The newest layer is Matik AI, which adds generative storytelling on top. The trick is that the AI is fenced in. It does not invent metrics. It does not pick its own colors. It does not get to freelance on a Fortune 500 logo. It writes prose around numbers that already exist, in a voice the brand team already approved. In a market drowning in AI demos that confidently hallucinate, that restraint is the product.
QBRs at scale
Generate hundreds of personalized customer reviews in the time it used to take to make three.
Tailored pitch decks
Pull live account data into a prospect deck before the discovery call ends.
Investor & board reports
Auto-populate the same numbers across PDF, Excel, and Slides without a single copy-paste.
On-brand, on time
Conditional logic and approvals keep the wrong logo, font, or claim from ever shipping.
The short, useful history of Matik
The Proof
Boring software, loud customers
The customer list reads like a B2B SaaS yearbook: Asana.
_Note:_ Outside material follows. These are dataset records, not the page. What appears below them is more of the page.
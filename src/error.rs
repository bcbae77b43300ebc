//! Crate-wide error type.
//!
//! A small hand-rolled `std::error::Error` impl rather than pulling in
//! `thiserror`/`anyhow`, since the rest of the dependency stack doesn't use
//! them either.

use std::error::Error;
use std::fmt;

/// Failure modes this crate can surface.
#[derive(Debug)]
pub enum BtreeError {
    /// The tree is structurally inconsistent: a level mismatch during
    /// descent, a missing downlink, a self-referential right-link, or a
    /// `binsrch_internal` miss on an interior page. Fatal; callers should
    /// not attempt to repair the tree from this error alone.
    Corruption(String),

    /// An item is too large to fit even on a freshly emptied page.
    Overflow { item_size: usize, page_capacity: usize },

    /// A failure surfaced by one of the external collaborator traits
    /// (buffer manager, metapage service, codec, MVCC oracle).
    Backend(String),
}

impl fmt::Display for BtreeError {
    fn fmt(&self, f: &mut fmt::Formatter<'_>) -> fmt::Result {
        match self {
            BtreeError::Corruption(msg) => write!(f, "btree corruption: {}", msg),
            BtreeError::Overflow { item_size, page_capacity } => write!(
                f,
                "item of size {} does not fit on an empty page (capacity {})",
                item_size, page_capacity
            ),
            BtreeError::Backend(msg) => write!(f, "backend error: {}", msg),
        }
    }
}

impl Error for BtreeError {}

impl BtreeError {
    pub fn corruption<S: Into<String>>(msg: S) -> Self {
        BtreeError::Corruption(msg.into())
    }

    pub fn backend<S: Into<String>>(msg: S) -> Self {
        BtreeError::Backend(msg.into())
    }
}

pub type Result<T> = std::result::Result<T, BtreeError>;
//! The compression codec collaborator: turning a run of same-key datums
//! into a single opaque blob is explicitly out of scope for this crate;
//! this module fixes the streaming `begin`/`add`/`finish`/`rejected`
//! contract the compressor drives, plus two reference implementations for
//! tests.

use crate::tid::Tid;

/// Accumulates datums for one candidate compressed run.
pub trait CodecBuilder {
    /// Offer the next datum. Returns `false` if the run cannot accept any
    /// more items (the run should stop *before* this datum, which the
    /// caller then starts a fresh run with).
    fn add(&mut self, datum: &[u8]) -> bool;

    /// True once `add` has ever returned `false` — the run is dead and
    /// `finish` must not be called.
    fn rejected(&self) -> bool;

    /// Consume the builder, producing the opaque blob for a
    /// `CompressedRun` leaf item. Only valid when `!rejected()`.
    fn finish(self: Box<Self>) -> Vec<u8>;
}

/// Produces codec builders. One instance is shared by every compression
/// attempt the tree makes.
pub trait Codec: Send + Sync {
    /// Start a new run. `free_bytes` is the remaining space on the
    /// destination page at the moment the run begins, so a codec that
    /// tracks its own encoded size can reject before overflowing it
    /// instead of relying solely on `finish`'s caller to re-check.
    fn begin(&self, free_bytes: usize) -> Box<dyn CodecBuilder>;

    /// Expand a `CompressedRun`'s blob back into `(tid, datum)` pairs for
    /// scanning, given the bracketing TIDs stored alongside it on the
    /// page.
    fn decode(&self, first_tid: Tid, last_tid: Tid, blob: &[u8]) -> Vec<(Tid, Vec<u8>)>;
}

/// A reference codec that collapses a run of byte-identical datums into a
/// `(count, value)` pair — the simplest case the real per-attribute
/// codecs (dictionary/RLE/delta) all specialize.
pub struct RunLengthCodec {
    max_run: u32,
}

impl RunLengthCodec {
    pub fn new(max_run: u32) -> Self {
        RunLengthCodec { max_run }
    }
}

impl Default for RunLengthCodec {
    fn default() -> Self {
        RunLengthCodec::new(u32::MAX)
    }
}

impl Codec for RunLengthCodec {
    fn begin(&self, _free_bytes: usize) -> Box<dyn CodecBuilder> {
        Box::new(RunLengthBuilder { max_run: self.max_run, value: None, count: 0, rejected: false })
    }

    fn decode(&self, first_tid: Tid, last_tid: Tid, blob: &[u8]) -> Vec<(Tid, Vec<u8>)> {
        let (count, value) = decode_run_length(blob);
        let mut rows = Vec::with_capacity(count as usize);
        let mut tid = first_tid;
        for _ in 0..count {
            rows.push((tid, value.clone()));
            tid = tid.next();
        }
        debug_assert_eq!(rows.last().map(|(t, _)| *t), Some(last_tid));
        rows
    }
}

struct RunLengthBuilder {
    max_run: u32,
    value: Option<Vec<u8>>,
    count: u32,
    rejected: bool,
}

impl CodecBuilder for RunLengthBuilder {
    fn add(&mut self, datum: &[u8]) -> bool {
        if self.rejected {
            return false;
        }
        match &self.value {
            None => {
                self.value = Some(datum.to_vec());
                self.count = 1;
                true
            }
            Some(v) if v.as_slice() == datum && self.count < self.max_run => {
                self.count += 1;
                true
            }
            _ => {
                self.rejected = true;
                false
            }
        }
    }

    fn rejected(&self) -> bool {
        self.rejected
    }

    fn finish(self: Box<Self>) -> Vec<u8> {
        let value = self.value.unwrap_or_default();
        let mut out = Vec::with_capacity(8 + value.len());
        out.extend_from_slice(&self.count.to_le_bytes());
        out.extend_from_slice(&(value.len() as u32).to_le_bytes());
        out.extend_from_slice(&value);
        out
    }
}

/// Decode a blob produced by [`RunLengthCodec`] back into `(count, value)`.
pub fn decode_run_length(blob: &[u8]) -> (u32, Vec<u8>) {
    let count = u32::from_le_bytes(blob[0..4].try_into().unwrap());
    let value_len = u32::from_le_bytes(blob[4..8].try_into().unwrap()) as usize;
    (count, blob[8..8 + value_len].to_vec())
}

/// A codec that never accepts a second item, forcing every leaf to stay
/// fully uncompressed — a test double for the "codec rejects outright"
/// path.
#[derive(Default)]
pub struct AlwaysRejectCodec;

impl Codec for AlwaysRejectCodec {
    fn begin(&self, _free_bytes: usize) -> Box<dyn CodecBuilder> {
        Box::new(AlwaysRejectBuilder { added: false })
    }

    fn decode(&self, _first_tid: Tid, _last_tid: Tid, _blob: &[u8]) -> Vec<(Tid, Vec<u8>)> {
        unreachable!("a codec that never compresses anything never needs to decode a run")
    }
}

struct AlwaysRejectBuilder {
    added: bool,
}

impl CodecBuilder for AlwaysRejectBuilder {
    fn add(&mut self, _datum: &[u8]) -> bool {
        if self.added {
            false
        } else {
            self.added = true;
            true
        }
    }

    fn rejected(&self) -> bool {
        false
    }

    fn finish(self: Box<Self>) -> Vec<u8> {
        Vec::new()
    }
}
//! Tree-wide invariant checker: walks every page reachable from the
//! metapage's root and panics on the first violation. Panics rather than
//! returning a `Result` since it exists purely to catch bugs in tests,
//! never to handle a real runtime condition.

use std::collections::HashSet;

use crate::buffer::{BufferManager, HandyRwLock};
use crate::internal;
use crate::item::LeafItem;
use crate::meta::MetaPageService;
use crate::tid::{BlockNumber, Tid};

/// Check every structural invariant a healthy tree must satisfy:
/// - items on a page are strictly ordered and fall inside `[lokey, hikey)`
/// - a non-rightmost page's `hikey` equals its right sibling's `lokey`
/// - every downlink's key matches its child's `lokey`, and the child is
///   exactly one level below its parent
/// - a page with `FOLLOW_RIGHT` set has a valid `next`
///
/// Panics on the first violation found. Call after a mutating operation in
/// tests, not in production code paths.
pub fn check_integrity(buffer: &dyn BufferManager, meta: &dyn MetaPageService) {
    let root = match meta.get_root().expect("metapage unreachable") {
        Some(root) => root,
        None => return,
    };
    let root_level = buffer.get_page(root).expect("root block missing").rl().opaque().level;
    let mut visited = HashSet::new();
    check_level(buffer, root, root_level, &mut visited);
}

fn check_level(buffer: &dyn BufferManager, start: BlockNumber, expected_level: u16, visited: &mut HashSet<BlockNumber>) {
    let mut block = start;
    loop {
        assert!(visited.insert(block), "block {} reachable via two different paths", block);

        let handle = buffer.get_page(block).expect("dangling block reference");
        let opaque = *handle.rl().opaque();
        assert_eq!(opaque.level, expected_level, "block {} has the wrong level for its position in the tree", block);

        if opaque.is_leaf() {
            let mut prev_last: Option<Tid> = None;
            for raw in handle.rl().items() {
                let item = LeafItem::decode(raw);
                let (tid, last) = (item.tid(), item.last_tid());
                assert!(
                    tid >= opaque.lokey && last < opaque.hikey,
                    "item [{}, {}] on block {} escapes its page's [{}, {}) bounds (raw: {})",
                    tid,
                    last,
                    block,
                    opaque.lokey,
                    opaque.hikey,
                    hex::encode(raw)
                );
                if let Some(p) = prev_last {
                    assert!(
                        tid > p,
                        "items not strictly ordered on block {}: {} follows {} (raw: {})",
                        block,
                        tid,
                        p,
                        hex::encode(raw)
                    );
                }
                prev_last = Some(last);
            }
        } else {
            let items = internal::read_items(&handle.rl());
            assert!(!items.is_empty(), "internal block {} has no downlinks", block);
            let mut prev_tid: Option<Tid> = None;
            for it in &items {
                assert!(it.tid >= opaque.lokey, "downlink {} on block {} precedes its page's lokey {}", it.tid, block, opaque.lokey);
                if let Some(p) = prev_tid {
                    assert!(it.tid > p, "downlinks not strictly ordered on block {}", block);
                }
                prev_tid = Some(it.tid);

                let child_opaque = *buffer.get_page(it.child).expect("dangling downlink").rl().opaque();
                assert_eq!(child_opaque.lokey, it.tid, "child {}'s lokey does not match its downlink key {}", it.child, it.tid);
                assert_eq!(child_opaque.level + 1, opaque.level, "child {} is not one level below parent {}", it.child, block);
            }
            for it in &items {
                check_level(buffer, it.child, expected_level - 1, visited);
            }
        }

        if opaque.follow_right() {
            assert!(opaque.next.is_some(), "block {} is FOLLOW_RIGHT but has no next link", block);
        }

        match opaque.next {
            Some(next) => {
                let next_lokey = buffer.get_page(next).expect("dangling next link").rl().opaque().lokey;
                assert_eq!(opaque.hikey, next_lokey, "block {}'s hikey does not match right sibling {}'s lokey", block, next);
                block = next;
            }
            None => break,
        }
    }
}

#[cfg(test)]
mod tests {
    use super::*;
    use crate::buffer::InMemoryBufferManager;
    use crate::codec::AlwaysRejectCodec;
    use crate::insert::insert;
    use crate::meta::InMemoryMetaPageService;
    use crate::tid::Tid;

    #[test]
    fn a_freshly_split_tree_passes_every_invariant() {
        let buffer = InMemoryBufferManager::new();
        let meta = InMemoryMetaPageService::new();
        let codec = AlwaysRejectCodec::default();
        for i in 1..=2_000u32 {
            insert(&buffer, &meta, &codec, Tid::new(0, i as u16), None, vec![0u8; 24]).unwrap();
        }
        check_integrity(&buffer, &meta);
    }

    #[test]
    fn an_empty_tree_trivially_passes() {
        let buffer = InMemoryBufferManager::new();
        let meta = InMemoryMetaPageService::new();
        check_integrity(&buffer, &meta);
    }

    #[test]
    #[should_panic(expected = "not strictly ordered")]
    fn a_corrupted_page_is_caught() {
        let buffer = InMemoryBufferManager::new();
        let meta = InMemoryMetaPageService::new();
        let (leaf, handle) = buffer.new_page(crate::page::PageOpaque::new_leaf(Tid::LOW, Tid::HIGH)).unwrap();
        meta.set_root(leaf).unwrap();
        handle.wl().add_item(&LeafItem::Uncompressed { tid: Tid::new(0, 5), header: None, datum: vec![1] }.encode()).unwrap();
        handle.wl().add_item(&LeafItem::Uncompressed { tid: Tid::new(0, 3), header: None, datum: vec![2] }.encode()).unwrap();
        check_integrity(&buffer, &meta);
    }
}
Greenhouse. Zapier. Glassdoor. SalesLoft. Samsara. BazaarVoice. Modern Health. Handshake. Autodesk. Reddit. Okta. These are not companies that buy software lightly. Procurement at any one of them is a small ordeal. Each name on the list is a vote that the QBR problem is real, and that Matik's answer survives the vendor review.
The most-cited number in the Matik universe belongs to Handshake, the campus recruiting platform, which reported saving 4,500 hours of presentation work after rolling Matik out. Four thousand five hundred hours is a little more than two and a half years of one person's working life. It is also, somehow, a side-effect.
Where the time goes - before and after Matik
Translation: roughly an extra workweek per CSM, per quarter. Multiply by team size, then by your renewal rate, then by your patience for grunt work.
The Mission
Trust over magic
Matik publishes four values - trust, compassion, quality, customer first - and the order is not accidental. Trust is first because the product cannot work otherwise. A QBR deck that is 95% right is worse than no deck at all. The whole pitch is consistency: every number sourced, every chart auditable, every customer's name spelled the way they spell it.
That is why Matik AI ships with guardrails instead of glitter. In a year when most AI demos are racing to be impressive, Matik is racing to be boring on purpose. Boring is what enterprises buy.
Why It Matters Tomorrow
The unsexy AI that actually ships
The interesting thing about the current AI moment is not the chatbots. It is the chores. The work that nobody wanted to do, that nobody could be promoted for doing well, that companies tolerated because there was no obvious alternative. Slide decks. Renewal reports. Investor updates. The drudgework that runs on top of clean data and dies on top of dirty data.
Matik's bet is that this layer - the personalized, data-driven, on-brand content layer - is a category, not a feature. Six years in, with $26 million raised, a customer list of names you have heard of, and a team of about 120 people, the bet is starting to look less like a hunch and more like a thesis.
It is 9:47 again. Different Tuesday, different CSM, different city. She opens Matik. The fan spins. The coffee is still warm.
She makes her noon meeting with twelve minutes to spare.